Through its network of regional Veterans Service Offices, the Division of Veterans Services provides the state's veterans and dependents with information and guidance in filing claims for benefits. Trained Veterans Service Officers (VSO) at those offices also assist veterans with issues pertaining to employment, education, burial, counseling, housing, social and medical services, and other areas of concern to veterans and their families. Office locations and phone numbers are listed in Appendix A.

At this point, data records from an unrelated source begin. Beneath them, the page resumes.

use std::{process, sync::Arc};

use axum::http::{HeaderMap, HeaderValue, header::CONTENT_TYPE};
use brezza::{
    application::{compile::EsbuildCompiler, error::AppError},
    cache::{CacheConfig, ExecutorConfig, MemoryStore, QueryExecutor},
    config,
    infra::{
        error::InfraError,
        http::{self, HttpState},
        telemetry,
    },
};
use tracing::{Dispatch, Level, dispatcher, error, info, warn};
use tracing_subscriber::fmt as tracing_fmt;

#[tokio::main]
async fn main() {
    if let Err(error) = run().await {
        report_application_error(&error);
        process::exit(1);
    }
}

fn report_application_error(error: &AppError) {
    if dispatcher::has_been_set() {
        error!(error = %error, "application error");
        return;
    }

    let subscriber = tracing_fmt().with_max_level(Level::ERROR).finish();
    let dispatch = Dispatch::new(subscriber);
    dispatcher::with_default(&dispatch, || {
        error!(error = %error, "application error");
    });
}

async fn run() -> Result<(), AppError> {
    let (cli_args, settings) = config::load_with_cli()
        .map_err(|err| AppError::unexpected(format!("failed to load configuration: {err}")))?;

    let command = cli_args
        .command
        .unwrap_or(config::Command::Serve(Box::<config::ServeArgs>::default()));

    telemetry::init(&settings.logging).map_err(AppError::from)?;

    match command {
        config::Command::Serve(_) => run_serve(settings).await,
    }
}

async fn run_serve(settings: config::Settings) -> Result<(), AppError> {
    let store = Arc::new(MemoryStore::new());

    // Compiled sources answer with the mime type of their output.
    let mut headers = HeaderMap::new();
    headers.insert(CONTENT_TYPE, HeaderValue::from_static("text/javascript"));

    let compiler = Arc::new(QueryExecutor::new(
        Arc::new(EsbuildCompiler::new(settings.compile.esbuild_path.clone())),
        store.clone(),
        ExecutorConfig {
            cache: CacheConfig::from(&settings.cache),
            headers,
            ..Default::default()
        },
    ));

    let state = HttpState {
        root: Arc::new(settings.files.root.clone()),
        compiler,
        store,
        minify: settings.compile.minify,
    };
    let router = http::build_router(state);

    let listener = tokio::net::TcpListener::bind(settings.server.addr)
        .await
        .map_err(|err| AppError::from(InfraError::from(err)))?;

    info!(
        addr = %settings.server.addr,
        root = %settings.files.root.display(),
        cache_enabled = settings.cache.enabled,
        "brezza listening"
    );

    let grace = settings.server.graceful_shutdown;
    let shutdown = async move {
        let _ = tokio::signal::ctrl_c().await;
        info!(
            grace_secs = grace.as_secs(),
            "shutdown signal received, draining connections"
        );
        tokio::spawn(async move {
            tokio::time::sleep(grace).await;
            warn!("grace period elapsed before connections drained, exiting");
            process::exit(0);
        });
    };

    axum::serve(listener, router.into_make_service())
        .with_graceful_shutdown(shutdown)
        .await
        .map_err(|err| AppError::unexpected(format!("server error: {err}")))?;

    Ok(())
}
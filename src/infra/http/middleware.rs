use std::time::Instant;

use axum::{body::Body, http::Request, middleware::Next, response::Response};
use tracing::{error, warn};
use uuid::Uuid;

use crate::application::error::ErrorReport;

#[derive(Clone)]
pub struct RequestContext {
    pub request_id: String,
}

pub async fn set_request_context(mut request: Request<Body>, next: Next) -> Response {
    let request_id = Uuid::new_v4().to_string();
    let ctx = RequestContext {
        request_id: request_id.clone(),
    };
    request.extensions_mut().insert(ctx.clone());

    let mut response = next.run(request).await;
    response.extensions_mut().insert(ctx);
    response
}

pub async fn log_responses(request: Request<Body>, next: Next) -> Response {
    let method = request.method().clone();
    let uri = request.uri().clone();
    let start = Instant::now();

    let request_id = request
        .extensions()
        .get::<RequestContext>()
        .map(|ctx| ctx.request_id.clone())
        .unwrap_or_default();

    let mut response = next.run(request).await;
    let status = response.status();

    if status.is_client_error() || status.is_server_error() {
        let elapsed_ms = start.elapsed().as_millis();
        let report = response.extensions_mut().remove::<ErrorReport>();
        let (source, messages) = match report {
            Some(report) => (report.source, report.messages),
            None => ("unknown", Vec::new()),
        };
        let detail = messages
            .first()
            .cloned()
            .unwrap_or_else(|| "no diagnostic available".to_string());

        if status.is_server_error() {
            error!(
                target = "brezza::http::response",
                status = status.as_u16(),
                method = %method,
                path = %uri.path(),
                query = uri.query().unwrap_or(""),
                elapsed_ms = elapsed_ms,
                source = source,
                detail = %detail,
                chain = ?messages,
                request_id = request_id,
                "request failed",
            );
        } else {
            warn!(
                target = "brezza::http::response",
                status = status.as_u16(),
                method = %method,
                path = %uri.path(),
                query = uri.query().unwrap_or(""),
                elapsed_ms = elapsed_ms,
                source = source,
                detail = %detail,
                request_id = request_id,
                "request rejected",
            );
        }
    }

    response
}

Additionally, the department, along with other state and municipal agencies, administers many other programs important to veterans and their families, such as pensions for certain disabled veterans, PTSD counseling, transportation to veteran service facilities, tuition assistance for war orphans, real estate tax abatements and civil service preferences.

Some entitlements (e.g. state property tax abatements) require the veteran to have served during a specified war/conflict period. New Jersey "war period" dates are listed in the box below.

New Jersey War/Conflict Dates
World War I April 6, 1917 - November 11, 1918
World War II September 16, 1940 - December 31, 1946
Korea June 23, 1950 - January 31, 1955
Vietnam December 31, 1960 - May 7, 1975
Lebanon Crisis July 1, 1958 - November 1, 1958*
Lebanon September 26, 192 - December 1, 1987*
Grenada October 23, 1983 - November 21, 1983*
Panama December 20, 1989 - January 31, 1990*
Persian Gulf August 2, 1990 - February 28, 1991*
Somalia December 5, 1992 - March 31, 1994*
Bosnia and Herzegovina November 20, 1995 - June 20, 1998*
Operations Joint Endeavor / Joint Guard)
Haiti September 19, 1994 - March 31, 1995*
Operation Enduring Freedom On or after September 11, 2001*
Operation Iraqi Freedom March 19, 2003 - Present*

*Must have served at least 14 days (one day if deployment results in injury) in a combat zone. Combat zone qualification is most frequently indicated by an Armed Forces Expeditionary Medal.